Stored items
== Segment start ==

//! Canonical bone identifiers from Unity actor paths.

/// Marker Unity puts in front of the bone segment of an actor path.
const ACTOR_MARKER: &str = "actor:";

///
/// Derive the canonical bone name from a hierarchical actor path like
/// `"Root/Spine/actor:Hand_L"`.
///
/// Takes the substring after the last `/`, then drops everything up to and
/// including a literal `actor:` marker. A path with neither comes back
/// unchanged, so already-canonical names pass through untouched.
///
pub fn bone_name(actor_path: &str) -> &str {
  let tail = match actor_path.rfind('/') {
    Some(offset) => &actor_path[offset + 1..],
    None => actor_path,
  };
  match tail.find(ACTOR_MARKER) {
    Some(offset) => &tail[offset + ACTOR_MARKER.len()..],
    None => tail,
  }
}

#[cfg(test)]
mod tests {
  use super::*;

  #[test]
  fn full_actor_path() {
    assert_eq!(bone_name("Root/Spine/actor:Hand_L"), "Hand_L");
  }

  #[test]
  fn plain_name_is_unchanged() {
    assert_eq!(bone_name("SimpleName"), "SimpleName");
  }

  #[test]
  fn path_without_marker() {
    assert_eq!(bone_name("Root/Spine/Hand_L"), "Hand_L");
  }

  #[test]
  fn marker_without_path() {
    assert_eq!(bone_name("actor:Hip"), "Hip");
  }

  #[test]
  fn idempotent_on_canonical_names() {
    let once = bone_name("Root/Spine/actor:Hand_L");
    assert_eq!(bone_name(once), once);
  }
}
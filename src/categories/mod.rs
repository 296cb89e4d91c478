pub mod categories_model;
pub mod categories_service;
pub mod categories_traits;
pub mod selection;

pub use categories_model::{
    CategoryRollup, CategoryTotalsRow, MonthlyTotalRow, RollupQuery, RollupSummary,
};
pub use categories_service::CategoryRollupService;
pub use categories_traits::{CategoryRepositoryTrait, CategoryRollupServiceTrait};
pub use selection::TopSelection;
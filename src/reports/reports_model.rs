use serde::{Deserialize, Serialize};

use crate::accounts::PortfolioOverview;
use crate::budgets::BudgetUtilization;
use crate::categories::RollupSummary;
use crate::dashboard::DashboardSummary;
use crate::goals::GoalStatistics;
use crate::period::DateRange;
use crate::recurring::RecurringSchedule;

/// Multi-section report joined from the independent aggregators.
///
/// Composition is all-or-nothing: a report is only produced when every
/// section succeeded.
#[derive(Debug, Clone, Serialize, Deserialize)]
#[serde(rename_all = "camelCase")]
pub struct ExecutiveReport {
    pub period: DateRange,
    pub dashboard: DashboardSummary,
    pub top_expense_categories: RollupSummary,
    pub goal_statistics: GoalStatistics,
    pub budgets: Vec<BudgetUtilization>,
    pub portfolio: PortfolioOverview,
    pub upcoming_recurring: Vec<RecurringSchedule>,
}
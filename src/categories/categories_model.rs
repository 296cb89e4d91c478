use rust_decimal::Decimal;
use serde::{Deserialize, Serialize};
use std::collections::HashMap;

use crate::period::DateRange;
use crate::transactions::TransactionType;

use super::selection::TopSelection;

/// Pre-grouped category totals supplied by the gateway.
///
/// Fixed row schema: id, name, color, total, count, min, max and the total for
/// the immediately preceding equal-length period.
#[derive(Debug, Clone, Serialize, Deserialize)]
#[serde(rename_all = "camelCase")]
pub struct CategoryTotalsRow {
    pub category_id: String,
    pub name: String,
    pub color: Option<String>,
    pub total: Decimal,
    pub count: i64,
    pub min: Decimal,
    pub max: Decimal,
    pub previous_total: Decimal,
}

/// Month-keyed totals for chart series, "YYYY-MM" keys
#[derive(Debug, Clone, Serialize, Deserialize)]
#[serde(rename_all = "camelCase")]
pub struct MonthlyTotalRow {
    pub month: String,
    pub total: Decimal,
}

/// Caller-supplied rollup filters
#[derive(Debug, Clone, Default)]
pub struct RollupQuery {
    pub category_ids: Option<Vec<String>>,
    /// `None` rolls up income and expense together
    pub transaction_type: Option<TransactionType>,
    pub selection: Option<TopSelection>,
}

/// Derived per-category metrics for one period
#[derive(Debug, Clone, Serialize, Deserialize)]
#[serde(rename_all = "camelCase")]
pub struct CategoryRollup {
    pub category_id: String,
    pub name: String,
    pub color: Option<String>,
    pub total: Decimal,
    pub transaction_count: i64,
    pub average: Decimal,
    pub min: Decimal,
    pub max: Decimal,
    pub percentage_of_total: f64,
    pub previous_total: Decimal,
    pub variance_percentage: f64,
}

/// Full rollup response for one period
#[derive(Debug, Clone, Serialize, Deserialize)]
#[serde(rename_all = "camelCase")]
pub struct RollupSummary {
    pub period: DateRange,
    pub grand_total: Decimal,
    pub categories: Vec<CategoryRollup>,
    pub by_month: HashMap<String, Decimal>,
}
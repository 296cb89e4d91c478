use super::travel_model::TripSummary;
use super::travel_traits::{TravelExpenseServiceTrait, TravelRepositoryTrait};
use crate::constants::DISPLAY_DECIMAL_PRECISION;
use crate::metrics::safe_divide;
use crate::Result;

use log::debug;
use rust_decimal::Decimal;
use std::collections::HashMap;
use std::sync::Arc;

pub struct TravelExpenseService {
    travel_repository: Arc<dyn TravelRepositoryTrait>,
}

impl TravelExpenseService {
    pub fn new(travel_repository: Arc<dyn TravelRepositoryTrait>) -> Self {
        TravelExpenseService { travel_repository }
    }
}

#[async_trait::async_trait]
impl TravelExpenseServiceTrait for TravelExpenseService {
    async fn get_trip_summary(&self, user_id: &str, trip_id: &str) -> Result<TripSummary> {
        let trip = self
            .travel_repository
            .get_trip(user_id, trip_id)
            .await?
            .ok_or_else(|| crate::Error::NotFound(format!("Trip {}", trip_id)))?;

        let expenses = self
            .travel_repository
            .get_trip_expenses(user_id, trip_id)
            .await?;
        debug!("Summarizing {} expenses for trip {}", expenses.len(), trip_id);

        let mut total_local = Decimal::ZERO;
        let mut by_currency: HashMap<String, Decimal> = HashMap::new();

        for expense in &expenses {
            total_local += expense.local_amount();
            *by_currency
                .entry(expense.currency.clone())
                .or_insert(Decimal::ZERO) += expense.amount;
        }

        let average_local = safe_divide(total_local, Decimal::from(expenses.len() as i64));

        Ok(TripSummary {
            trip_id: trip.id,
            name: trip.name,
            expense_count: expenses.len() as i64,
            total_local: total_local.round_dp(DISPLAY_DECIMAL_PRECISION),
            average_local: average_local.round_dp(DISPLAY_DECIMAL_PRECISION),
            by_currency,
        })
    }
}

#[cfg(test)]
mod tests {
    use super::*;
    use crate::travel::travel_model::{TravelExpense, TravelTrip};
    use chrono::NaiveDate;
    use rust_decimal_macros::dec;

    struct MockTravelRepository {
        trip: Option<TravelTrip>,
        expenses: Vec<TravelExpense>,
    }

    #[async_trait::async_trait]
    impl TravelRepositoryTrait for MockTravelRepository {
        async fn get_trip(&self, _user_id: &str, _trip_id: &str) -> Result<Option<TravelTrip>> {
            Ok(self.trip.clone())
        }

        async fn get_trip_expenses(
            &self,
            _user_id: &str,
            _trip_id: &str,
        ) -> Result<Vec<TravelExpense>> {
            Ok(self.expenses.clone())
        }
    }

    fn trip() -> TravelTrip {
        TravelTrip {
            id: "t1".to_string(),
            name: "Lisbon".to_string(),
            start_date: NaiveDate::from_ymd_opt(2024, 4, 1).unwrap(),
            end_date: None,
        }
    }

    fn expense(id: &str, amount: Decimal, currency: &str, rate: Decimal) -> TravelExpense {
        TravelExpense {
            id: id.to_string(),
            trip_id: "t1".to_string(),
            description: None,
            amount,
            currency: currency.to_string(),
            exchange_rate: rate,
            date: NaiveDate::from_ymd_opt(2024, 4, 2).unwrap(),
        }
    }

    #[tokio::test]
    async fn trip_totals_use_derived_local_amounts() {
        let repo = MockTravelRepository {
            trip: Some(trip()),
            expenses: vec![
                expense("e1", dec!(100), "USD", dec!(0.9)),
                expense("e2", dec!(50), "USD", dec!(0.9)),
                expense("e3", dec!(2000), "JPY", dec!(0.006)),
            ],
        };
        let service = TravelExpenseService::new(Arc::new(repo));

        let summary = service.get_trip_summary("user-1", "t1").await.unwrap();
        // 90 + 45 + 12
        assert_eq!(summary.total_local, dec!(147));
        assert_eq!(summary.expense_count, 3);
        assert_eq!(summary.average_local, dec!(49));
        assert_eq!(summary.by_currency.get("USD"), Some(&dec!(150)));
        assert_eq!(summary.by_currency.get("JPY"), Some(&dec!(2000)));
    }

    #[tokio::test]
    async fn empty_trip_has_zero_average() {
        let repo = MockTravelRepository { trip: Some(trip()), expenses: vec![] };
        let service = TravelExpenseService::new(Arc::new(repo));

        let summary = service.get_trip_summary("user-1", "t1").await.unwrap();
        assert_eq!(summary.total_local, dec!(0));
        assert_eq!(summary.average_local, dec!(0));
    }

    #[tokio::test]
    async fn unknown_trip_is_not_found() {
        let repo = MockTravelRepository { trip: None, expenses: vec![] };
        let service = TravelExpenseService::new(Arc::new(repo));

        let result = service.get_trip_summary("user-1", "t1").await;
        assert!(matches!(result, Err(crate::Error::NotFound(_))));
    }
}
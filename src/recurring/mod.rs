pub mod recurring_model;
pub mod recurring_service;
pub mod recurring_traits;

pub use recurring_model::{Frequency, RecurringRule, RecurringSchedule, ScheduleState};
pub use recurring_service::{next_occurrence, schedule_rule, RecurringScheduleService};
pub use recurring_traits::{RecurringRepositoryTrait, RecurringScheduleServiceTrait};
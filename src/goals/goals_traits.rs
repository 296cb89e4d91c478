use super::goals_model::{Contribution, Goal, GoalForecast, GoalStatistics, GoalStatus};
use crate::Result;

/// Trait defining the contract for goal row retrieval
#[async_trait::async_trait]
pub trait GoalRepositoryTrait: Send + Sync {
    async fn get_goals(&self, user_id: &str, status: Option<GoalStatus>) -> Result<Vec<Goal>>;
    async fn get_goal(&self, user_id: &str, goal_id: &str) -> Result<Option<Goal>>;
    async fn get_contributions(&self, goal_id: &str) -> Result<Vec<Contribution>>;
}

/// Trait defining the contract for the goal forecast engine
#[async_trait::async_trait]
pub trait GoalForecastServiceTrait: Send + Sync {
    async fn get_forecasts(
        &self,
        user_id: &str,
        status: Option<GoalStatus>,
    ) -> Result<Vec<GoalForecast>>;

    async fn get_forecast(&self, user_id: &str, goal_id: &str) -> Result<GoalForecast>;

    async fn get_statistics(&self, user_id: &str) -> Result<GoalStatistics>;
}
use super::dashboard_model::DashboardSummary;
use crate::period::DateRange;
use crate::Result;

/// Trait defining the contract for the dashboard KPI aggregator
#[async_trait::async_trait]
pub trait DashboardServiceTrait: Send + Sync {
    async fn get_summary(
        &self,
        user_id: &str,
        range: Option<DateRange>,
    ) -> Result<DashboardSummary>;
}
use chrono::NaiveDateTime;
use rust_decimal::Decimal;
use serde::{Deserialize, Serialize};
use std::fmt;
use std::str::FromStr;

pub const TRANSACTION_TYPE_INCOME: &str = "INCOME";
pub const TRANSACTION_TYPE_EXPENSE: &str = "EXPENSE";
pub const TRANSACTION_TYPE_TRANSFER: &str = "TRANSFER";

#[derive(Debug, Clone, Copy, PartialEq, Eq, Hash, Serialize, Deserialize)]
#[serde(rename_all = "SCREAMING_SNAKE_CASE")]
pub enum TransactionType {
    Income,
    Expense,
    Transfer,
}

impl TransactionType {
    pub fn as_str(&self) -> &'static str {
        match self {
            TransactionType::Income => TRANSACTION_TYPE_INCOME,
            TransactionType::Expense => TRANSACTION_TYPE_EXPENSE,
            TransactionType::Transfer => TRANSACTION_TYPE_TRANSFER,
        }
    }
}

impl FromStr for TransactionType {
    type Err = String;

    fn from_str(s: &str) -> Result<Self, Self::Err> {
        match s.to_uppercase().as_str() {
            TRANSACTION_TYPE_INCOME => Ok(TransactionType::Income),
            TRANSACTION_TYPE_EXPENSE => Ok(TransactionType::Expense),
            TRANSACTION_TYPE_TRANSFER => Ok(TransactionType::Transfer),
            _ => Err(format!("Unknown transaction type: {}", s)),
        }
    }
}

impl fmt::Display for TransactionType {
    fn fmt(&self, f: &mut fmt::Formatter<'_>) -> fmt::Result {
        write!(f, "{}", self.as_str())
    }
}

/// Domain model representing a transaction as supplied by the gateway
#[derive(Debug, Clone, Serialize, Deserialize)]
#[serde(rename_all = "camelCase")]
pub struct Transaction {
    pub id: String,
    pub account_id: String,
    pub category_id: Option<String>,
    pub amount: Decimal,
    pub transaction_type: TransactionType,
    pub date: NaiveDateTime,
    pub is_reconciled: bool,
}

/// Pre-aggregated income/expense totals for one user and period.
///
/// Fixed gateway row schema: transfers are excluded upstream.
#[derive(Debug, Clone, Default, Serialize, Deserialize)]
#[serde(rename_all = "camelCase")]
pub struct PeriodTotals {
    pub income: Decimal,
    pub expense: Decimal,
    pub transaction_count: i64,
}
use rust_decimal::Decimal;
use serde::{Deserialize, Serialize};

use crate::period::DateRange;

/// Top-level KPI numbers surfaced on the dashboard.
///
/// `total_balance` is period-independent; every other monetary figure is
/// scoped to the resolved period echoed back in `period`.
#[derive(Debug, Clone, Serialize, Deserialize)]
#[serde(rename_all = "camelCase")]
pub struct DashboardSummary {
    pub period: DateRange,
    pub total_balance: Decimal,
    pub period_income: Decimal,
    pub period_expense: Decimal,
    pub period_net: Decimal,
    pub transaction_count: i64,
    pub active_goal_count: i64,
    pub average_goal_progress: f64,
    pub budget_total: Decimal,
    pub budget_executed: Decimal,
    pub budget_execution_percentage: f64,
}
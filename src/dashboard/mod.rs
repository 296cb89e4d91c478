pub mod dashboard_model;
pub mod dashboard_service;
pub mod dashboard_traits;

pub use dashboard_model::DashboardSummary;
pub use dashboard_service::DashboardService;
pub use dashboard_traits::DashboardServiceTrait;
use super::transactions_model::{PeriodTotals, Transaction};
use crate::period::DateRange;
use crate::Result;

/// Trait defining the contract for transaction row retrieval.
///
/// Implemented by the Data Access Gateway; totals arrive pre-aggregated by
/// the stored procedures it fronts.
#[async_trait::async_trait]
pub trait TransactionRepositoryTrait: Send + Sync {
    /// Income/expense totals and transaction count for one user and period.
    async fn get_period_totals(&self, user_id: &str, range: &DateRange) -> Result<PeriodTotals>;

    /// Transactions linked to one category within a period.
    ///
    /// Used by the budget spent-amount recomputation, which re-sums the
    /// expense rows itself.
    async fn get_category_transactions(
        &self,
        user_id: &str,
        category_id: &str,
        range: &DateRange,
    ) -> Result<Vec<Transaction>>;
}
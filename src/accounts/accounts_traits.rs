use super::accounts_model::{Account, AccountBalanceRow, PortfolioOverview};
use crate::period::DateRange;
use crate::Result;

/// Trait defining the contract for account row retrieval
#[async_trait::async_trait]
pub trait AccountRepositoryTrait: Send + Sync {
    async fn get_active_accounts(&self, user_id: &str) -> Result<Vec<Account>>;

    /// Balance rows carrying the period-start balance for trend analysis.
    async fn get_balance_rows(
        &self,
        user_id: &str,
        range: &DateRange,
    ) -> Result<Vec<AccountBalanceRow>>;
}

/// Trait defining the contract for the account balance trend engine
#[async_trait::async_trait]
pub trait AccountTrendServiceTrait: Send + Sync {
    async fn get_portfolio_overview(
        &self,
        user_id: &str,
        range: Option<DateRange>,
    ) -> Result<PortfolioOverview>;
}
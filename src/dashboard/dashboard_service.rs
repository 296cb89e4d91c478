use super::dashboard_model::DashboardSummary;
use super::dashboard_traits::DashboardServiceTrait;
use crate::accounts::AccountRepositoryTrait;
use crate::budgets::BudgetRepositoryTrait;
use crate::constants::DISPLAY_DECIMAL_PRECISION;
use crate::goals::{GoalRepositoryTrait, GoalStatus};
use crate::metrics::{clamp_percentage, percentage_to_f64, safe_divide, safe_percentage};
use crate::period::DateRange;
use crate::transactions::TransactionRepositoryTrait;
use crate::Result;

use chrono::Utc;
use log::debug;
use rust_decimal::Decimal;
use std::sync::Arc;

pub struct DashboardService {
    transaction_repository: Arc<dyn TransactionRepositoryTrait>,
    account_repository: Arc<dyn AccountRepositoryTrait>,
    goal_repository: Arc<dyn GoalRepositoryTrait>,
    budget_repository: Arc<dyn BudgetRepositoryTrait>,
}

impl DashboardService {
    pub fn new(
        transaction_repository: Arc<dyn TransactionRepositoryTrait>,
        account_repository: Arc<dyn AccountRepositoryTrait>,
        goal_repository: Arc<dyn GoalRepositoryTrait>,
        budget_repository: Arc<dyn BudgetRepositoryTrait>,
    ) -> Self {
        DashboardService {
            transaction_repository,
            account_repository,
            goal_repository,
            budget_repository,
        }
    }
}

#[async_trait::async_trait]
impl DashboardServiceTrait for DashboardService {
    async fn get_summary(
        &self,
        user_id: &str,
        range: Option<DateRange>,
    ) -> Result<DashboardSummary> {
        let range = DateRange::resolve(range, Utc::now().naive_utc().date());
        debug!(
            "Computing dashboard summary for period {} to {}",
            range.start, range.end
        );

        let (totals, accounts, active_goals, budgets) = tokio::try_join!(
            self.transaction_repository.get_period_totals(user_id, &range),
            self.account_repository.get_active_accounts(user_id),
            self.goal_repository.get_goals(user_id, Some(GoalStatus::Active)),
            self.budget_repository.get_budgets(user_id, true),
        )?;

        let total_balance: Decimal = accounts.iter().map(|a| a.balance).sum();

        let progress_sum: Decimal = active_goals
            .iter()
            .map(|g| clamp_percentage(safe_percentage(g.current_amount, g.target_amount)))
            .sum();
        let average_goal_progress =
            safe_divide(progress_sum, Decimal::from(active_goals.len() as i64));

        let budget_total: Decimal = budgets.iter().map(|b| b.total_amount).sum();
        let budget_executed: Decimal = budgets
            .iter()
            .flat_map(|b| b.categories.iter())
            .map(|c| c.spent_amount)
            .sum();

        Ok(DashboardSummary {
            period: range,
            total_balance: total_balance.round_dp(DISPLAY_DECIMAL_PRECISION),
            period_income: totals.income.round_dp(DISPLAY_DECIMAL_PRECISION),
            period_expense: totals.expense.round_dp(DISPLAY_DECIMAL_PRECISION),
            period_net: (totals.income - totals.expense).round_dp(DISPLAY_DECIMAL_PRECISION),
            transaction_count: totals.transaction_count,
            active_goal_count: active_goals.len() as i64,
            average_goal_progress: percentage_to_f64(average_goal_progress),
            budget_total: budget_total.round_dp(DISPLAY_DECIMAL_PRECISION),
            budget_executed: budget_executed.round_dp(DISPLAY_DECIMAL_PRECISION),
            budget_execution_percentage: percentage_to_f64(safe_percentage(
                budget_executed,
                budget_total,
            )),
        })
    }
}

== Segment end ==

EXERCISE OBJECTIVE: Please make your reply exactly the lines from the one containing "let progress_sum: Decimal" through the end of the entries above, and nothing more.

FINISHED TASK:
        let progress_sum: Decimal = active_goals
            .iter()
            .map(|g| clamp_percentage(safe_percentage(g.current_amount, g.target_amount)))
            .sum();
        let average_goal_progress =
            safe_divide(progress_sum, Decimal::from(active_goals.len() as i64));

        let budget_total: Decimal = budgets.iter().map(|b| b.total_amount).sum();
        let budget_executed: Decimal = budgets
            .iter()
            .flat_map(|b| b.categories.iter())
            .map(|c| c.spent_amount)
            .sum();

        Ok(DashboardSummary {
            period: range,
            total_balance: total_balance.round_dp(DISPLAY_DECIMAL_PRECISION),
            period_income: totals.income.round_dp(DISPLAY_DECIMAL_PRECISION),
            period_expense: totals.expense.round_dp(DISPLAY_DECIMAL_PRECISION),
            period_net: (totals.income - totals.expense).round_dp(DISPLAY_DECIMAL_PRECISION),
            transaction_count: totals.transaction_count,
            active_goal_count: active_goals.len() as i64,
            average_goal_progress: percentage_to_f64(average_goal_progress),
            budget_total: budget_total.round_dp(DISPLAY_DECIMAL_PRECISION),
            budget_executed: budget_executed.round_dp(DISPLAY_DECIMAL_PRECISION),
            budget_execution_percentage: percentage_to_f64(safe_percentage(
                budget_executed,
                budget_total,
            )),
        })
    }
}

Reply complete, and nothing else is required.